= Try it =
What you return must be every line from the beginning of the data through the line holding "pub const ALERT_WINDOW_MINUTES: i64 = 10;", unchanged.

= Recorded data =
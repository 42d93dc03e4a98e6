//! SQLite storage for telemetry events, capture sessions, minute aggregates
//! and risk alerts

use chrono::{DateTime, Duration, Utc};
use rusqlite::{params, Connection, OptionalExtension, Row};
use std::path::{Path, PathBuf};
use std::sync::{Arc, Mutex, MutexGuard};

use crate::error::{MetricsError, Result};
use crate::models::{
    AlertSeverity, CaptureSession, MinuteAggregate, RawFrameEvent, RiskAlert, SessionStatus,
};

/// Average risk above which a student gets an alert.
pub const RISK_ALERT_THRESHOLD: f64 = 0.7;

/// Average risk above which the alert is critical.
pub const RISK_CRITICAL_THRESHOLD: f64 = 0.85;

/// Lookback for alerts, also the per-student alert cooldown.
pub const ALERT_WINDOW_MINUTES: i64 = 10;

/// Thread-safe SQLite database for events and capture sessions
pub struct EventDatabase {
    db_path: PathBuf,
    conn: Arc<Mutex<Connection>>,
}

= Written solution =
repository 42d93dc03e4a98e6
//! SQLite storage for telemetry events, capture sessions, minute aggregates
//! and risk alerts

use chrono::{DateTime, Duration, Utc};
use rusqlite::{params, Connection, OptionalExtension, Row};
use std::path::{Path, PathBuf};
use std::sync::{Arc, Mutex, MutexGuard};

use crate::error::{MetricsError, Result};
use crate::models::{
    AlertSeverity, CaptureSession, MinuteAggregate, RawFrameEvent, RiskAlert, SessionStatus,
};

/// Average risk above which a student gets an alert.
pub const RISK_ALERT_THRESHOLD: f64 = 0.7;

/// Average risk above which the alert is critical.
pub const RISK_CRITICAL_THRESHOLD: f64 = 0.85;

/// Lookback for alerts, also the per-student alert cooldown.
pub const ALERT_WINDOW_MINUTES: i64 = 10;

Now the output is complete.